Thursday, July 26, 2007

Online Shopping Behavior Changing Due to Identity Theft Concerns


Yesterday, we reported on the new proposed legislation regarding the use of social security numbers and the protection of consumer data. From a direct marketing perspective, we mentioned that this is an area where we need to be very proactive as an industry to protect our customers (and their consumers) from identity theft and other consumer privacy concerns.

We have a unique opportunity to impact this before consumers are impacted -- or heaven forbid -- they change their buying behavior. If we don't figure out a positive way to impact this problem, our customers will react -- and their reaction will definitely mean a negative effect on our bottom line.

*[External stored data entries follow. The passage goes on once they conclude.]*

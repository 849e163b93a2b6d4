//! Ethers-backed ledger client
//!
//! Binds the oracle (`getData`, `pushReport`) and the treasury (`rebase`)
//! through `abigen!` and sends transactions via a local signer.

use std::sync::Arc;
use std::time::Duration;

use anyhow::{anyhow, bail, Context, Result};
use async_trait::async_trait;
use ethers::contract::{abigen, parse_log};
use ethers::middleware::SignerMiddleware;
use ethers::providers::{Http, Middleware, PendingTransaction, Provider};
use ethers::signers::{LocalWallet, Signer};
use ethers::types::{Address, TransactionReceipt, U256, U64};
use tracing::{debug, info, warn};

use super::{OracleClient, RebaseClient};
use crate::config::NetworkConfig;
use crate::types::{OracleEndpoint, OracleReadResult, TxSummary};

abigen!(
    OracleContract,
    r#"[
        function getData() external view returns (uint256, bool)
        function pushReport(uint256 payload) external
        event ProviderReportPushed(address indexed provider, uint256 payload, uint256 timestamp)
    ]"#
);

abigen!(
    RebaseContract,
    r#"[
        function rebase() external
    ]"#
);

pub type SignerClient = SignerMiddleware<Provider<Http>, LocalWallet>;

/// JSON-RPC client for the oracles and the rebase target
pub struct EthersLedger {
    client: Arc<SignerClient>,
    rebase_target: Address,
    confirmations: usize,
    tx_timeout: Duration,
}

impl EthersLedger {
    /// Connect to `network.rpc_url` and verify the chain id.
    ///
    /// Without a private key an ephemeral wallet is used; it can read but
    /// any write will be rejected by the oracle's provider whitelist.
    pub async fn connect(
        network: &NetworkConfig,
        rebase_target: Address,
        private_key: Option<&str>,
    ) -> Result<Self> {
        let provider = Provider::<Http>::try_from(network.rpc_url.as_str())
            .with_context(|| format!("Invalid rpc_url '{}'", network.rpc_url))?;

        let chain_id = provider
            .get_chainid()
            .await
            .context("Failed to query chain id")?;
        if chain_id != U256::from(network.chain_id) {
            bail!(
                "Connected to chain {} but configuration expects {}",
                chain_id,
                network.chain_id
            );
        }

        let wallet: LocalWallet = match private_key {
            Some(pk) => pk.parse().context("Invalid PRIVATE_KEY")?,
            None => {
                warn!("No PRIVATE_KEY provided, using an ephemeral read-only wallet");
                LocalWallet::new(&mut rand::thread_rng())
            }
        };
        let signer = wallet.with_chain_id(network.chain_id);
        info!(
            reporter = %format!("{:#x}", signer.address()),
            chain_id = network.chain_id,
            "Ledger connected"
        );

        Ok(Self {
            client: Arc::new(SignerMiddleware::new(provider, signer)),
            rebase_target,
            confirmations: network.confirmations,
            tx_timeout: Duration::from_secs(network.tx_timeout_secs),
        })
    }

    pub fn reporter(&self) -> Address {
        self.client.address()
    }

    async fn confirm(
        &self,
        pending: PendingTransaction<'_, Http>,
        method: &str,
    ) -> Result<TransactionReceipt> {
        let tx_hash = pending.tx_hash();
        let receipt = tokio::time::timeout(self.tx_timeout, pending.confirmations(self.confirmations))
            .await
            .map_err(|_| anyhow!("Timed out waiting for {} tx {:#x}", method, tx_hash))?
            .with_context(|| format!("{} tx {:#x} failed", method, tx_hash))?
            .ok_or_else(|| anyhow!("{} tx {:#x} dropped before confirmation", method, tx_hash))?;

        if receipt.status != Some(U64::from(1)) {
            bail!("{} tx {:#x} reverted", method, tx_hash);
        }
        Ok(receipt)
    }
}

fn summarize(receipt: &TransactionReceipt) -> TxSummary {
    TxSummary {
        tx_hash: receipt.transaction_hash,
        block_number: receipt.block_number.map(|b| b.as_u64()),
    }
}

#[async_trait]
impl OracleClient for EthersLedger {
    async fn read(&self, endpoint: &OracleEndpoint) -> Result<OracleReadResult> {
        let contract = OracleContract::new(endpoint.address, self.client.clone());
        let (last_price, is_fresh) = contract
            .get_data()
            .call()
            .await
            .with_context(|| format!("getData() failed on {}", endpoint))?;

        Ok(OracleReadResult {
            last_price,
            is_fresh,
        })
    }

    async fn push_report(&self, endpoint: &OracleEndpoint, price: U256) -> Result<TxSummary> {
        let contract = OracleContract::new(endpoint.address, self.client.clone());
        let call = contract.push_report(price);
        let pending = call
            .send()
            .await
            .with_context(|| format!("Failed to submit pushReport to {}", endpoint))?;
        let receipt = self.confirm(pending, "pushReport").await?;

        for log in receipt.logs.iter().cloned() {
            if let Ok(event) = parse_log::<ProviderReportPushedFilter>(log) {
                debug!(
                    oracle = %endpoint,
                    provider = %format!("{:#x}", event.provider),
                    payload = %event.payload,
                    timestamp = %event.timestamp,
                    "ProviderReportPushed"
                );
            }
        }

        Ok(summarize(&receipt))
    }
}

#[async_trait]
impl RebaseClient for EthersLedger {
    async fn rebase(&self) -> Result<TxSummary> {
        let contract = RebaseContract::new(self.rebase_target, self.client.clone());
        let call = contract.rebase();
        let pending = call
            .send()
            .await
            .with_context(|| format!("Failed to submit rebase to {:#x}", self.rebase_target))?;
        let receipt = self.confirm(pending, "rebase").await?;
        Ok(summarize(&receipt))
    }
}
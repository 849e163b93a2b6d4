//! 18-decimal fixed-point conversion
//!
//! Oracle prices travel on-chain as `uint256` scaled by 10^18 (ether units).

use ethers::types::U256;
use rust_decimal::prelude::FromPrimitive;
use rust_decimal::Decimal;
use thiserror::Error;

/// Number of decimals used by oracle payloads
pub const PRICE_DECIMALS: u32 = 18;

#[derive(Debug, Error, PartialEq, Eq)]
pub enum FixedPointError {
    #[error("fixed-point value {0} exceeds decimal range")]
    OutOfRange(U256),
    #[error("negative price {0} cannot be encoded")]
    Negative(Decimal),
}

fn unit() -> U256 {
    U256::exp10(PRICE_DECIMALS as usize)
}

/// Decode an 18-decimal payload into a decimal price
pub fn from_wei(raw: U256) -> Result<Decimal, FixedPointError> {
    let unit = unit();
    let whole = raw / unit;
    // < 10^18, always fits an i64
    let fraction = (raw % unit).low_u64() as i64;

    if whole > U256::from(u128::MAX) {
        return Err(FixedPointError::OutOfRange(raw));
    }
    let whole = Decimal::from_u128(whole.as_u128()).ok_or(FixedPointError::OutOfRange(raw))?;

    whole
        .checked_add(Decimal::new(fraction, PRICE_DECIMALS))
        .map(|d| d.normalize())
        .ok_or(FixedPointError::OutOfRange(raw))
}

/// Encode a decimal price as an 18-decimal payload (`parseEther`)
pub fn to_wei(price: Decimal) -> Result<U256, FixedPointError> {
    if price.is_sign_negative() && !price.is_zero() {
        return Err(FixedPointError::Negative(price));
    }
    let price = price.round_dp(PRICE_DECIMALS);
    let mantissa = price.mantissa().unsigned_abs();
    let pad = PRICE_DECIMALS - price.scale();
    Ok(U256::from(mantissa) * U256::exp10(pad as usize))
}
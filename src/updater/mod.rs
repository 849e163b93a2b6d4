//! Oracle Updater - one scheduled reporting round
//!
//! For each configured oracle, in order: read, gate on freshness, draw the
//! update throttle, walk the price and push it. Then trigger the rebase
//! exactly once. Per-endpoint failures are contained; only a failed rebase
//! fails the run, and earlier writes are never rolled back.

mod report;

pub use report::{
    EndpointOutcome, EndpointReport, RebaseOutcome, RunReport, STATUS_OK, STATUS_REBASE_FAILED,
};

use std::future::Future;
use std::time::Duration;

use chrono::Utc;
use thiserror::Error;
use tokio::time::{Instant, MissedTickBehavior};
use tracing::{debug, error, info, warn};

use crate::fixed_point;
use crate::oracle::{OracleClient, RebaseClient};
use crate::random::Randomness;
use crate::types::{OracleEndpoint, OracleReadResult, UpdateDecision};
use crate::walk::PriceWalk;

/// Default chance that a fresh oracle is updated in a round
pub const DEFAULT_UPDATE_PROBABILITY: f64 = 0.75;

#[derive(Debug, Error)]
pub enum RunError {
    /// Nothing was read, written or rebased
    #[error("no oracle endpoints configured")]
    NoEndpoints,
    /// Oracle writes in `report` stay committed
    #[error("rebase failed after processing {} oracles: {reason}", .report.endpoints.len())]
    RebaseFailed {
        reason: String,
        report: Box<RunReport>,
    },
}

impl RunError {
    pub fn report(&self) -> Option<&RunReport> {
        match self {
            RunError::NoEndpoints => None,
            RunError::RebaseFailed { report, .. } => Some(report),
        }
    }
}

pub struct OracleUpdater<O, R> {
    endpoints: Vec<OracleEndpoint>,
    oracles: O,
    rebase: R,
    walk: PriceWalk,
    update_probability: f64,
    dry_run: bool,
    deadline: Option<Duration>,
}

impl<O: OracleClient, R: RebaseClient> OracleUpdater<O, R> {
    pub fn new(endpoints: Vec<OracleEndpoint>, oracles: O, rebase: R, walk: PriceWalk) -> Self {
        Self {
            endpoints,
            oracles,
            rebase,
            walk,
            update_probability: DEFAULT_UPDATE_PROBABILITY,
            dry_run: false,
            deadline: None,
        }
    }

    pub fn with_update_probability(mut self, probability: f64) -> Self {
        self.update_probability = probability;
        self
    }

    /// Read and decide, but send nothing
    pub fn with_dry_run(mut self, dry_run: bool) -> Self {
        self.dry_run = dry_run;
        self
    }

    /// Stop starting new endpoints once `deadline` has elapsed in a run
    pub fn with_deadline(mut self, deadline: Option<Duration>) -> Self {
        self.deadline = deadline;
        self
    }

    pub fn endpoints(&self) -> &[OracleEndpoint] {
        &self.endpoints
    }

    pub fn oracle_client(&self) -> &O {
        &self.oracles
    }

    pub fn rebase_client(&self) -> &R {
        &self.rebase
    }

    /// Freshness is a hard gate; the throttle is drawn only for fresh oracles.
    pub fn decide<G: Randomness + ?Sized>(
        &self,
        read: &OracleReadResult,
        rng: &mut G,
    ) -> UpdateDecision {
        if !read.is_fresh {
            return UpdateDecision::Stale;
        }
        if rng.draw() < self.update_probability {
            UpdateDecision::Update
        } else {
            UpdateDecision::Throttled
        }
    }

    /// Run one round and fail if the rebase failed.
    ///
    /// An empty endpoint list is rejected before any call is made.
    pub async fn run_once<G: Randomness + ?Sized>(&self, rng: &mut G) -> Result<RunReport, RunError> {
        if self.endpoints.is_empty() {
            return Err(RunError::NoEndpoints);
        }
        let report = self.execute(rng).await;
        match &report.rebase {
            RebaseOutcome::Failed { reason } => Err(RunError::RebaseFailed {
                reason: reason.clone(),
                report: Box::new(report),
            }),
            _ => Ok(report),
        }
    }

    /// Run a round every `interval` until `shutdown` resolves, returning the
    /// last round's status code.
    ///
    /// `shutdown` is polled across rounds, so a signal that arrives while a
    /// round is in flight ends the loop once that round has finished.
    pub async fn run_on_interval<G, F>(&self, rng: &mut G, interval: Duration, shutdown: F) -> u8
    where
        G: Randomness + ?Sized,
        F: Future<Output = ()>,
    {
        let mut ticker = tokio::time::interval(interval);
        ticker.set_missed_tick_behavior(MissedTickBehavior::Delay);
        tokio::pin!(shutdown);
        let mut last_status = STATUS_OK;

        loop {
            tokio::select! {
                biased;
                _ = &mut shutdown => {
                    info!("Shutdown requested");
                    break;
                }
                _ = ticker.tick() => {
                    let report = self.execute(rng).await;
                    info!(report = %report.to_json(), "Round finished");
                    last_status = report.status_code();
                }
            }
        }

        last_status
    }

    /// Run one round and return the full report regardless of outcome
    pub async fn execute<G: Randomness + ?Sized>(&self, rng: &mut G) -> RunReport {
        let started_at = Utc::now();
        let started = Instant::now();
        let mut endpoints = Vec::with_capacity(self.endpoints.len());

        for (idx, endpoint) in self.endpoints.iter().enumerate() {
            if let Some(deadline) = self.deadline {
                if started.elapsed() >= deadline {
                    warn!(
                        remaining = self.endpoints.len() - idx,
                        deadline_ms = deadline.as_millis() as u64,
                        "Run deadline reached, abandoning remaining oracles"
                    );
                    endpoints.extend(self.endpoints[idx..].iter().map(|e| EndpointReport {
                        endpoint: e.clone(),
                        outcome: EndpointOutcome::Abandoned,
                    }));
                    break;
                }
            }

            let outcome = self.process_endpoint(endpoint, rng).await;
            endpoints.push(EndpointReport {
                endpoint: endpoint.clone(),
                outcome,
            });
        }

        let rebase = self.trigger_rebase().await;

        let report = RunReport {
            started_at,
            elapsed_ms: started.elapsed().as_millis() as u64,
            dry_run: self.dry_run,
            endpoints,
            rebase,
        };

        info!(
            updated = report.updated(),
            simulated = report.simulated(),
            skipped = report.skipped(),
            failed = report.failed(),
            abandoned = report.abandoned(),
            status = report.status_code(),
            elapsed_ms = report.elapsed_ms,
            "Oracle round complete"
        );

        report
    }

    async fn process_endpoint<G: Randomness + ?Sized>(
        &self,
        endpoint: &OracleEndpoint,
        rng: &mut G,
    ) -> EndpointOutcome {
        let read = match self.oracles.read(endpoint).await {
            Ok(read) => read,
            Err(e) => {
                warn!(oracle = %endpoint, error = %format!("{:#}", e), "Oracle read failed");
                return EndpointOutcome::ReadFailed {
                    reason: format!("{:#}", e),
                };
            }
        };

        match self.decide(&read, rng) {
            UpdateDecision::Stale => {
                info!(oracle = %endpoint, "Oracle is stale, skipping");
                return EndpointOutcome::Stale;
            }
            UpdateDecision::Throttled => {
                debug!(oracle = %endpoint, "Update throttled this round");
                return EndpointOutcome::Throttled;
            }
            UpdateDecision::Update => {}
        }

        let previous_price = match fixed_point::from_wei(read.last_price) {
            Ok(p) if p.is_sign_positive() && !p.is_zero() => p,
            Ok(_) => {
                warn!(oracle = %endpoint, "Oracle reported a zero price, not walking");
                return EndpointOutcome::ReadFailed {
                    reason: "oracle reported a zero price".to_string(),
                };
            }
            Err(e) => {
                warn!(oracle = %endpoint, error = %e, "Unreadable oracle price");
                return EndpointOutcome::ReadFailed {
                    reason: e.to_string(),
                };
            }
        };

        info!(oracle = %endpoint, "Processing");
        let step = self.walk.next_price(previous_price, rng);
        let next_price = step.next_price;
        info!(
            oracle = %endpoint,
            old_price = %previous_price,
            new_price = %next_price,
            direction = %step.state.direction,
            band = %step.state.volatility_band,
            spiked = step.state.spiked,
            "Price walked"
        );

        let payload = match fixed_point::to_wei(next_price) {
            Ok(payload) => payload,
            Err(e) => {
                return EndpointOutcome::WriteFailed {
                    previous_price,
                    next_price,
                    reason: e.to_string(),
                };
            }
        };

        if self.dry_run {
            info!(oracle = %endpoint, payload = %payload, "Dry run: pushReport not sent");
            return EndpointOutcome::Simulated {
                previous_price,
                next_price,
                direction: step.state.direction,
                volatility_band: step.state.volatility_band,
                spiked: step.state.spiked,
            };
        }

        match self.oracles.push_report(endpoint, payload).await {
            Ok(receipt) => {
                info!(oracle = %endpoint, tx = %receipt, "Report pushed");
                EndpointOutcome::Updated {
                    previous_price,
                    next_price,
                    direction: step.state.direction,
                    volatility_band: step.state.volatility_band,
                    spiked: step.state.spiked,
                    receipt,
                }
            }
            Err(e) => {
                error!(oracle = %endpoint, error = %format!("{:#}", e), "pushReport failed");
                EndpointOutcome::WriteFailed {
                    previous_price,
                    next_price,
                    reason: format!("{:#}", e),
                }
            }
        }
    }

    async fn trigger_rebase(&self) -> RebaseOutcome {
        if self.dry_run {
            info!("Dry run: rebase not sent");
            return RebaseOutcome::Simulated;
        }

        match self.rebase.rebase().await {
            Ok(receipt) => {
                info!(tx = %receipt, "Rebase confirmed");
                RebaseOutcome::Confirmed { receipt }
            }
            Err(e) => {
                error!(error = %format!("{:#}", e), "Rebase failed");
                RebaseOutcome::Failed {
                    reason: format!("{:#}", e),
                }
            }
        }
    }
}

Case in point . . . DM News reports today that "in the wake of recent massive data breaches at businesses, educational institutions and medical facilities, consumers are growing more concerned about identity theft and, as a result, changing their buying behavior . . ." In fact, the article goes on to report that "thirty-six percent of respondents said they would not use their credit or debit cards to make a purchase with a Web merchant they do not know. The study also shows that 62 percent of respondents have been notified that their confidential data have been lost, and 84 percent of those reported increased concern or anxiety because of data-loss events."

This is not good news. Online purchasing behavior is changing due to these heightened security concerns -- and let's face it -- it's changing for good reason. If any of you have ever gone through trying to clear things up after your identity has been stolen, you know what a painful and time-consuming process this can be.

As an industry, it is imperative that we attack this issue head-on. As discussed yesterday, we do have the tools and technology to help protect our clients with sound data management and data security techniques. Companies like Experian, Acxiom/TransUnion and Equifax have full suites of tools developed specifically to combat identity theft. I realize that it is difficult to stay in front of identity thieves but it is incumbent upon us to anticipate their next move and squash it. Of course, there are definitely some steps that consumers can take on their own in order to protect their identity. However, as direct marketers, the best course of direction is to share best practices with one another as we come up with creative ways to ensure that our customer databases remain secure.

If you have a success story or best practice that you'd like to share, please comment so that we can post it here. At the end of the day, it behooves every single direct marketer to attack this issue to protect our valuable clients and stop those thieves in their tracks!


2 comments:

Ron Shevlin said...

Have you seen http://www.lifelock.com? I hadn't heard of this before today, it's a firm that guarantees to protect your ID. On the company's home page there are testimonials from customers. The one on the far left is the CEO of the company. Mouse over it and it shows his picture -- and his social security number (they're also running ads in the WSJ with his SSN).

Suzanne Obermire said...

Ron, thanks for sharing lifelock.com. I'm not sure exactly how he's able to do this, but what a great business idea, one that capitalizes on what consumers need now. It's basically an insurance premium at $10 per month that assists you with identity theft--if critical mass forks over $10 each month, it's a goldmine!

I tip my hat to him and to you for sharing.